Dataset entries:

━━━━━━━━━━

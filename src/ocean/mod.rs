pub mod config;
pub mod error;
pub mod ocean_parameters;
mod ocean_surface;
mod pipelines;
pub mod readback;
pub mod reference;
pub mod schedule;
pub mod textures;
mod utils;

pub use config::OceanSimulationConfig;
pub use error::{ConfigurationError, OceanError, ResourceError};
pub use ocean_parameters::{
  ComputeSpectrumRecord, FrameParameters, LayerParameters, SpectrumParameters,
};
pub use ocean_surface::*;
pub use schedule::{BufferRole, FftAxis, Schedule};
pub use utils::exact_log2;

━━━━━━━━━━

#### About this task
All of the records above are to be returned exactly as they stand.

#### Result of this exercise
filename src/ocean/mod.rs
pub mod config;
pub mod error;
pub mod ocean_parameters;
mod ocean_surface;
mod pipelines;
pub mod readback;
pub mod reference;
pub mod schedule;
pub mod textures;
mod utils;

pub use config::OceanSimulationConfig;
pub use error::{ConfigurationError, OceanError, ResourceError};
pub use ocean_parameters::{
  ComputeSpectrumRecord, FrameParameters, LayerParameters, SpectrumParameters,
};
pub use ocean_surface::*;
pub use schedule::{BufferRole, FftAxis, Schedule};
pub use utils::exact_log2;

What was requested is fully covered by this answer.